A total of 52 studies (n = 2387) were included. The overall pooled RTS was 80.3% (95% CI, 73.3%-86.5%). Matrix-assisted chondrocyte implantation (MACI) (OR, 2.15) and osteochondral autograft transplantation system (OATS) (OR, 1.83) demonstrated the highest likelihoods of RTS at the same/greater level, while microfracture (MF) (OR, 0.78) was the only treatment demonstrating a higher likelihood of RTS at a lower level. The fastest mean RTS was observed after OATS (6.6 ± 2.6 months). Professional athletes demonstrated an OR of 1.01 for RTS at the same/greater level, whereas recreational/amateur athletes demonstrated an OR of 1.63; however, all professional athletes underwent MF, and recreational/amateur athletes who underwent MF demonstrated lower likelihoods of RTS (OR, 0.78), indicating a consistent association between MF and low RTS propensity. Basketball players demonstrated the lowest likelihood of RTS at the same/greater level (OR, 1.1), while American football and soccer were associated with high likelihoods of RTS (OR, 3 and 2.4, respectively) across all procedure types.

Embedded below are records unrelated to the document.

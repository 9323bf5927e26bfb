//! Network-related error types.
//!
//! Everything that can go wrong between issuing a request to the forum API
//! and holding a decoded, 2xx response ends up here.

use std::fmt;
use std::time::Duration;

use crate::traits::HttpError;

/// Network-specific error variants.
#[derive(Debug, Clone, PartialEq, Eq)]
pub enum NetworkError {
    /// Connection to the server failed.
    ConnectionFailed { url: String, message: String },

    /// Request timed out.
    Timeout { operation: String, duration_secs: u64 },

    /// HTTP status error (non-2xx response).
    HttpStatus { status: u16, message: String },

    /// Response body did not match the expected shape.
    InvalidResponse { message: String },

    /// Generic network error.
    Other { message: String },
}

impl NetworkError {
    /// Map a transport error for `url` into a network error.
    pub fn from_http(err: HttpError, url: &str, timeout: Duration) -> Self {
        match err {
            HttpError::ConnectionFailed(message) => NetworkError::ConnectionFailed {
                url: url.to_string(),
                message,
            },
            HttpError::Timeout(_) => NetworkError::Timeout {
                operation: format!("request to {}", url),
                duration_secs: timeout.as_secs(),
            },
            HttpError::InvalidUrl(message) => NetworkError::Other {
                message: format!("invalid URL {}: {}", url, message),
            },
            HttpError::Io(message) | HttpError::Other(message) => NetworkError::Other { message },
        }
    }

    /// Check if this error is likely transient and can be retried.
    pub fn is_retryable(&self) -> bool {
        match self {
            NetworkError::ConnectionFailed { .. } => true,
            NetworkError::Timeout { .. } => true,
            NetworkError::HttpStatus { status, .. } => *status >= 500 || *status == 408,
            NetworkError::InvalidResponse { .. } => false,
            NetworkError::Other { .. } => false,
        }
    }

    /// Whether the server answered with a 5xx status.
    pub fn is_server_side(&self) -> bool {
        matches!(self, NetworkError::HttpStatus { status, .. } if *status >= 500)
    }

    /// Get a user-friendly error message.
    pub fn user_message(&self) -> String {
        match self {
            NetworkError::ConnectionFailed { .. } => {
                "Не удалось подключиться к серверу. Проверьте соединение.".to_string()
            }
            NetworkError::Timeout { duration_secs, .. } => {
                format!("Сервер не ответил за {} с.", duration_secs)
            }
            NetworkError::HttpStatus { status, .. } => match *status {
                404 => "Запрошенные данные не найдены.".to_string(),
                500..=599 => "Сервер временно недоступен. Попробуйте позже.".to_string(),
                _ => format!("Сервер вернул ошибку (HTTP {}).", status),
            },
            NetworkError::InvalidResponse { .. } => {
                "Сервер прислал некорректный ответ.".to_string()
            }
            NetworkError::Other { message } => format!("Сетевая ошибка: {}", message),
        }
    }

    /// Get a short error code for logging.
    pub fn error_code(&self) -> &'static str {
        match self {
            NetworkError::ConnectionFailed { .. } => "E_NET_CONN",
            NetworkError::Timeout { .. } => "E_NET_TIMEOUT",
            NetworkError::HttpStatus { .. } => "E_NET_HTTP",
            NetworkError::InvalidResponse { .. } => "E_NET_INVALID",
            NetworkError::Other { .. } => "E_NET_OTHER",
        }
    }
}

impl fmt::Display for NetworkError {
    fn fmt(&self, f: &mut fmt::Formatter<'_>) -> fmt::Result {
        match self {
            NetworkError::ConnectionFailed { url, message } => {
                write!(f, "Connection failed to '{}': {}", url, message)
            }
            NetworkError::Timeout {
                operation,
                duration_secs,
            } => write!(f, "{} timed out after {} seconds", operation, duration_secs),
            NetworkError::HttpStatus { status, message } => {
                write!(f, "HTTP {} error: {}", status, message)
            }
            NetworkError::InvalidResponse { message } => write!(f, "Invalid response: {}", message),
            NetworkError::Other { message } => write!(f, "Network error: {}", message),
        }
    }
}

impl std::error::Error for NetworkError {}

impl From<serde_json::Error> for NetworkError {
    fn from(err: serde_json::Error) -> Self {
        NetworkError::InvalidResponse {
            message: err.to_string(),
        }
    }
}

Cartilage restoration allows for high overall RTS, with OATS and MACI conferring the greatest propensity for RTS, while OATS allowed for the fastest RTS. Undergoing MF was associated with consistently poor RTS ability. This study identified several important associations between the level of RTS and clinically relevant factors when discussing RTS, with recreational/amateur athletes, soccer players, and American football players demonstrating a higher relative propensity to RTS.
软骨手术的持续进展以及越来越多的证据表明,有必要对恢复运动(RTS)的结果进行当代综合分析,以提供最新的预后数据,并更好地了解治疗反应。
对膝关节软骨修复手术后运动员的RTS进行最新的系统评价。
系统评价;证据等级,4级。
2023年10月检索了PubMed、OVID/Medline和Cochrane数据库,以查找报告膝关节软骨修复手术后任何RTS结果的研究。采用逆方差比例和DerSimonian-Laird随机效应估计器进行荟萃分析,以量化总体RTS。构建具有相对优势比(OR)的比较比例亚组荟萃分析,以量化:(1)手术对RTS的影响;(2)基于手术、比赛水平和特定运动的RTS能力(较低水平与相同/更高水平比赛)。
共纳入52项研究(n = 2387)。总体汇总的RTS为80.3%(95%CI,73.3%-86.5%)。基质辅助软骨细胞植入(MACI)(OR,2.15)和骨软骨自体移植系统(OATS)(OR,1.83)在相同/更高水平上显示出最高的RTS可能性,而微骨折(MF)(OR,0.78)是唯一显示在较低水平上有更高RTS可能性的治疗方法。OATS术后观察到最快的平均RTS(6.6±2.6个月)。职业运动员在相同/更高水平上的RTS的OR为1.01,而娱乐/业余运动员的OR为1.63;然而,所有职业运动员均接受了MF,接受MF的娱乐/业余运动员的RTS可能性较低(OR,0.78),表明MF与低RTS倾向之间存在一致的关联。篮球运动员在相同/更高水平上的RTS可能性最低(OR,1.1),而在所有手术类型中,美式足球和足球与高RTS可能性相关(分别为OR,3和2.4)。
软骨修复可实现较高的总体RTS,OATS和MACI的RTS倾向最大,而OATS的RTS速度最快。接受MF与始终较差的RTS能力相关。本研究在讨论RTS时确定了RTS水平与临床相关因素之间的几个重要关联,娱乐/业余运动员、足球运动员和美式足球运动员表现出较高的RTS相对倾向。